Another approach might be to convert white fat to brown in the lab and then reinsert it into the body. In 2010, Yu-Hua Tseng at Harvard’s Joslin Diabetes Center took fat precursor cells from muscle and white fat tissue in mice and exposed them to proteins that influence development into brown fat cells. When they then injected them back into the mice, the treated cells developed into brown fat. Tseng’s team has now identified the same mechanism in human fat cells.

A drug that mimics the effects of cold may not be far away either. A team at the University of California has discovered that in cold conditions the body sends signals to immune molecules called macrophages, which trigger browning of white fat to generate heat. Injecting mice with a dose
of these signalling molecules activated the same immune response without the need to get cold, and the mice started burning 10 per cent more energy.
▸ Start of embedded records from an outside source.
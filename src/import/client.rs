//! Remote cluster client construction from the auto-import secret
//!
//! The secret carries either a full kubeconfig under `kubeconfig`, or a
//! bearer `token` together with the API `server` URL.

use std::time::Duration;

use async_trait::async_trait;
use kube::config::{KubeConfigOptions, Kubeconfig};
use kube::{Client, Config};
use serde_json::json;

use super::ClientFactory;
use crate::error::{Error, Result};
use crate::model::BootstrapCredential;

pub const KUBECONFIG_KEY: &str = "kubeconfig";
pub const TOKEN_KEY: &str = "token";
pub const SERVER_KEY: &str = "server";

const IMPORT_CONTEXT: &str = "auto-import";

/// Builds a [`kube::Client`] from the credential's kubeconfig or token
#[derive(Clone, Debug)]
pub struct KubeconfigClientFactory {
    connect_timeout: Duration,
    read_timeout: Duration,
}

impl KubeconfigClientFactory {
    pub fn new(connect_timeout: Duration, read_timeout: Duration) -> Self {
        Self {
            connect_timeout,
            read_timeout,
        }
    }
}

impl Default for KubeconfigClientFactory {
    fn default() -> Self {
        Self::new(Duration::from_secs(10), Duration::from_secs(60))
    }
}

fn utf8_value<'a>(credential: &'a BootstrapCredential, key: &str) -> Result<Option<&'a str>> {
    credential
        .get(key)
        .map(|bytes| {
            std::str::from_utf8(bytes).map_err(|e| {
                Error::connectivity(format!(
                    "key '{}' in secret {} is not valid UTF-8: {}",
                    key,
                    credential.key(),
                    e
                ))
            })
        })
        .transpose()
}

/// Extract a kubeconfig from the credential
pub fn kubeconfig_from_credential(credential: &BootstrapCredential) -> Result<Kubeconfig> {
    if let Some(raw) = utf8_value(credential, KUBECONFIG_KEY)? {
        return Kubeconfig::from_yaml(raw).map_err(|e| {
            Error::connectivity(format!("invalid kubeconfig in secret {}: {}", credential.key(), e))
        });
    }

    let token = utf8_value(credential, TOKEN_KEY)?;
    let server = utf8_value(credential, SERVER_KEY)?;
    let (Some(token), Some(server)) = (token, server) else {
        return Err(Error::connectivity(format!(
            "secret {} must contain '{}' or both '{}' and '{}'",
            credential.key(),
            KUBECONFIG_KEY,
            TOKEN_KEY,
            SERVER_KEY
        )));
    };

    let kubeconfig = json!({
        "apiVersion": "v1",
        "kind": "Config",
        "clusters": [{
            "name": IMPORT_CONTEXT,
            "cluster": { "server": server.trim(), "insecure-skip-tls-verify": true },
        }],
        "users": [{
            "name": IMPORT_CONTEXT,
            "user": { "token": token.trim() },
        }],
        "contexts": [{
            "name": IMPORT_CONTEXT,
            "context": { "cluster": IMPORT_CONTEXT, "user": IMPORT_CONTEXT },
        }],
        "current-context": IMPORT_CONTEXT,
    });
    serde_json::from_value(kubeconfig)
        .map_err(|e| Error::connectivity(format!("unable to build kubeconfig: {}", e)))
}

#[async_trait]
impl ClientFactory for KubeconfigClientFactory {
    type Client = Client;

    async fn from_credential(&self, credential: &BootstrapCredential) -> Result<Client> {
        let kubeconfig = kubeconfig_from_credential(credential)?;
        let mut config = Config::from_custom_kubeconfig(kubeconfig, &KubeConfigOptions::default())
            .await
            .map_err(|e| {
                Error::connectivity(format!(
                    "failed to load kubeconfig from secret {}: {}",
                    credential.key(),
                    e
                ))
            })?;
        config.connect_timeout = Some(self.connect_timeout);
        config.read_timeout = Some(self.read_timeout);

        Client::try_from(config)
            .map_err(|e| Error::connectivity(format!("failed to create client: {}", e)))
    }
}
Combining such approaches with cold exposure could increase brown fat’s impact. It’s likely that brown fat will become the third pillar of weight loss advice, says Cypess. “When you go to your physician, they’ll advise you on eating right, exercising and keeping your brown fat healthy,” he says. “And my hope is that if a person is uninterested in cold exposure they will be able to take a drug.” 

Until then, brown fat might not be the magic bullet so many hope. But it could be extremely effective for weight loss if used in combination with reducing calorie intake, says Kahn. Even a conservative estimate of burning an extra 100 calories a day would equate to losing around half a kilogram a month.

And with developments in thermal technology to monitor brown fat, Symonds is optimistic that screening for it could become routine. “It could provide an index of your metabolic health and tell you whether you are at risk of weight gain,” he says.


Source: New Scientist (by Chloe Lambert)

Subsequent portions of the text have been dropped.